▸ Task: Your answer should repeat the listing in full, with no line missing or altered.

*** Material shown ***

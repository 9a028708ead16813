use serde::Deserialize;
use std::path::Path;
use std::time::Duration;

use crate::errors::{KeepaliveError, Result};

/// 环境变量前缀，分隔符为 `__`
pub const ENV_PREFIX: &str = "KEEPALIVE";

/// 必填的 Redis 连接串环境变量
pub const REDIS_URL_VAR: &str = "REDIS_URL";

/// 可调参数（从 config.toml 和 KEEPALIVE__* 环境变量加载）
///
/// 连接串不在这里：它只能来自 `REDIS_URL`。
#[derive(Debug, Clone, Deserialize, Default)]
pub struct StaticConfig {
    #[serde(default)]
    pub counter: CounterConfig,
    #[serde(default)]
    pub logging: LoggingConfig,
}

impl StaticConfig {
    /// 从 TOML 文件和环境变量加载配置
    ///
    /// 优先级：ENV > config.toml > 默认值
    /// ENV 前缀：KEEPALIVE，分隔符：__
    /// 示例：KEEPALIVE__COUNTER__INTERVAL_SECS=30
    pub fn load_from(path: &Path, env: config::Map<String, String>) -> Result<Self> {
        use config::{Config, Environment, File};

        let settings = Config::builder()
            .add_source(File::from(path).required(false))
            .add_source(
                Environment::with_prefix(ENV_PREFIX)
                    .separator("__")
                    .try_parsing(true)
                    .source(Some(env)),
            )
            .build()?;

        Ok(settings.try_deserialize::<StaticConfig>()?)
    }
}

/// 计数器配置
#[derive(Debug, Clone, Deserialize)]
pub struct CounterConfig {
    #[serde(default = "default_counter_key")]
    pub key: String,
    #[serde(default = "default_interval_secs")]
    pub interval_secs: u64,
    #[serde(default = "default_timeout_ms")]
    pub timeout_ms: u64,
}

impl CounterConfig {
    pub fn interval(&self) -> Duration {
        Duration::from_secs(self.interval_secs)
    }

    pub fn timeout(&self) -> Duration {
        Duration::from_millis(self.timeout_ms)
    }

    pub fn validate(&self) -> Result<()> {
        if self.key.trim().is_empty() {
            return Err(KeepaliveError::invalid_config("counter.key must not be empty"));
        }
        // tokio::time::interval panics on a zero period
        if self.interval_secs == 0 {
            return Err(KeepaliveError::invalid_config(
                "counter.interval_secs must be greater than 0",
            ));
        }
        if self.timeout_ms == 0 {
            return Err(KeepaliveError::invalid_config(
                "counter.timeout_ms must be greater than 0",
            ));
        }
        Ok(())
    }
}

/// 日志配置
#[derive(Debug, Clone, Deserialize)]
pub struct LoggingConfig {
    #[serde(default = "default_log_level")]
    pub level: String,
    #[serde(default = "default_log_format")]
    pub format: String,
    #[serde(default = "default_log_file")]
    pub file: Option<String>,
    #[serde(default = "default_max_backups")]
    pub max_backups: u32,
    #[serde(default = "default_enable_rotation")]
    pub enable_rotation: bool,
}

impl LoggingConfig {
    pub fn validate(&self) -> Result<()> {
        match self.format.as_str() {
            "text" | "json" => Ok(()),
            other => Err(KeepaliveError::invalid_config(format!(
                "logging.format must be \"text\" or \"json\", got \"{}\"",
                other
            ))),
        }
    }
}

// ============================================================
// Default value functions
// ============================================================

fn default_counter_key() -> String {
    "counter".to_string()
}

fn default_interval_secs() -> u64 {
    60
}

fn default_timeout_ms() -> u64 {
    3000
}

fn default_log_level() -> String {
    "info".to_string()
}

fn default_log_format() -> String {
    "text".to_string()
}

fn default_log_file() -> Option<String> {
    None
}

fn default_max_backups() -> u32 {
    5
}

fn default_enable_rotation() -> bool {
    true
}

// ============================================================
// Default implementations
// ============================================================

impl Default for CounterConfig {
    fn default() -> Self {
        Self {
            key: default_counter_key(),
            interval_secs: default_interval_secs(),
            timeout_ms: default_timeout_ms(),
        }
    }
}

impl Default for LoggingConfig {
    fn default() -> Self {
        Self {
            level: default_log_level(),
            format: default_log_format(),
            file: default_log_file(),
            max_backups: default_max_backups(),
            enable_rotation: default_enable_rotation(),
        }
    }
}
use std::sync::Arc;
use std::time::Duration;
use tokio::task::JoinHandle;
use tokio::time::timeout;
use tokio_util::sync::CancellationToken;
use tracing::{debug, error, info, warn};

use crate::store::CounterStore;

/// 等待后台任务退出的超时时间（秒）
pub const SHUTDOWN_TIMEOUT_SECS: u64 = 5;

/// Stop the keepalive task and release the store.
///
/// Never fails: a task that overruns the timeout is aborted and a close
/// error is only logged.
pub async fn shutdown(
    token: CancellationToken,
    task: JoinHandle<()>,
    store: Arc<dyn CounterStore>,
) {
    token.cancel();

    let abort = task.abort_handle();
    match timeout(Duration::from_secs(SHUTDOWN_TIMEOUT_SECS), task).await {
        Ok(Ok(())) => {
            debug!("Keepalive task stopped");
        }
        Ok(Err(e)) => {
            error!("Keepalive task ended abnormally: {}", e);
        }
        Err(_) => {
            warn!(
                "Keepalive task did not stop within {} seconds, aborting",
                SHUTDOWN_TIMEOUT_SECS
            );
            abort.abort();
        }
    }

    match store.close().await {
        Ok(()) => {
            info!("{} connection closed", store.backend_name());
        }
        Err(e) => {
            error!("Error closing {} connection: {}", store.backend_name(), e);
        }
    }
}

*** End of Material shown ***

▸ Written solution:
repository 9a028708ead16813
use serde::Deserialize;
use std::path::Path;
use std::time::Duration;

use crate::errors::{KeepaliveError, Result};

/// 环境变量前缀，分隔符为 `__`
pub const ENV_PREFIX: &str = "KEEPALIVE";

/// 必填的 Redis 连接串环境变量
pub const REDIS_URL_VAR: &str = "REDIS_URL";

/// 可调参数（从 config.toml 和 KEEPALIVE__* 环境变量加载）
///
/// 连接串不在这里：它只能来自 `REDIS_URL`。
#[derive(Debug, Clone, Deserialize, Default)]
pub struct StaticConfig {
    #[serde(default)]
    pub counter: CounterConfig,
    #[serde(default)]
    pub logging: LoggingConfig,
}

impl StaticConfig {
    /// 从 TOML 文件和环境变量加载配置
    ///
    /// 优先级：ENV > config.toml > 默认值
    /// ENV 前缀：KEEPALIVE，分隔符：__
    /// 示例：KEEPALIVE__COUNTER__INTERVAL_SECS=30
    pub fn load_from(path: &Path, env: config::Map<String, String>) -> Result<Self> {
        use config::{Config, Environment, File};

        let settings = Config::builder()
            .add_source(File::from(path).required(false))
            .add_source(
                Environment::with_prefix(ENV_PREFIX)
                    .separator("__")
                    .try_parsing(true)
                    .source(Some(env)),
            )
            .build()?;

        Ok(settings.try_deserialize::<StaticConfig>()?)
    }
}

/// 计数器配置
#[derive(Debug, Clone, Deserialize)]
pub struct CounterConfig {
    #[serde(default = "default_counter_key")]
    pub key: String,
    #[serde(default = "default_interval_secs")]
    pub interval_secs: u64,
    #[serde(default = "default_timeout_ms")]
    pub timeout_ms: u64,
}

impl CounterConfig {
    pub fn interval(&self) -> Duration {
        Duration::from_secs(self.interval_secs)
    }

    pub fn timeout(&self) -> Duration {
        Duration::from_millis(self.timeout_ms)
    }

    pub fn validate(&self) -> Result<()> {
        if self.key.trim().is_empty() {
            return Err(KeepaliveError::invalid_config("counter.key must not be empty"));
        }
        // tokio::time::interval panics on a zero period
        if self.interval_secs == 0 {
            return Err(KeepaliveError::invalid_config(
                "counter.interval_secs must be greater than 0",
            ));
        }
        if self.timeout_ms == 0 {
            return Err(KeepaliveError::invalid_config(
                "counter.timeout_ms must be greater than 0",
            ));
        }
        Ok(())
    }
}

/// 日志配置
#[derive(Debug, Clone, Deserialize)]
pub struct LoggingConfig {
    #[serde(default = "default_log_level")]
    pub level: String,
    #[serde(default = "default_log_format")]
    pub format: String,
    #[serde(default = "default_log_file")]
    pub file: Option<String>,
    #[serde(default = "default_max_backups")]
    pub max_backups: u32,
    #[serde(default = "default_enable_rotation")]
    pub enable_rotation: bool,
}

impl LoggingConfig {
    pub fn validate(&self) -> Result<()> {
        match self.format.as_str() {
            "text" | "json" => Ok(()),
            other => Err(KeepaliveError::invalid_config(format!(
                "logging.format must be \"text\" or \"json\", got \"{}\"",
                other
            ))),
        }
    }
}

// ============================================================
// Default value functions
// ============================================================

fn default_counter_key() -> String {
    "counter".to_string()
}

fn default_interval_secs() -> u64 {
    60
}

fn default_timeout_ms() -> u64 {
    3000
}

fn default_log_level() -> String {
    "info".to_string()
}

fn default_log_format() -> String {
    "text".to_string()
}

fn default_log_file() -> Option<String> {
    None
}

fn default_max_backups() -> u32 {
    5
}

fn default_enable_rotation() -> bool {
    true
}

// ============================================================
// Default implementations
// ============================================================

impl Default for CounterConfig {
    fn default() -> Self {
        Self {
            key: default_counter_key(),
            interval_secs: default_interval_secs(),
            timeout_ms: default_timeout_ms(),
        }
    }
}

impl Default for LoggingConfig {
    fn default() -> Self {
        Self {
            level: default_log_level(),
            format: default_log_format(),
            file: default_log_file(),
            max_backups: default_max_backups(),
            enable_rotation: default_enable_rotation(),
        }
    }
}
use std::sync::Arc;
use std::time::Duration;
use tokio::task::JoinHandle;
use tokio::time::timeout;
use tokio_util::sync::CancellationToken;
use tracing::{debug, error, info, warn};

use crate::store::CounterStore;

/// 等待后台任务退出的超时时间（秒）
pub const SHUTDOWN_TIMEOUT_SECS: u64 = 5;

/// Stop the keepalive task and release the store.
///
/// Never fails: a task that overruns the timeout is aborted and a close
/// error is only logged.
pub async fn shutdown(
    token: CancellationToken,
    task: JoinHandle<()>,
    store: Arc<dyn CounterStore>,
) {
    token.cancel();

    let abort = task.abort_handle();
    match timeout(Duration::from_secs(SHUTDOWN_TIMEOUT_SECS), task).await {
        Ok(Ok(())) => {
            debug!("Keepalive task stopped");
        }
        Ok(Err(e)) => {
            error!("Keepalive task ended abnormally: {}", e);
        }
        Err(_) => {
            warn!(
                "Keepalive task did not stop within {} seconds, aborting",
                SHUTDOWN_TIMEOUT_SECS
            );
            abort.abort();
        }
    }

    match store.close().await {
        Ok(()) => {
            info!("{} connection closed", store.backend_name());
        }
        Err(e) => {
            error!("Error closing {} connection: {}", store.backend_name(), e);
        }
    }
}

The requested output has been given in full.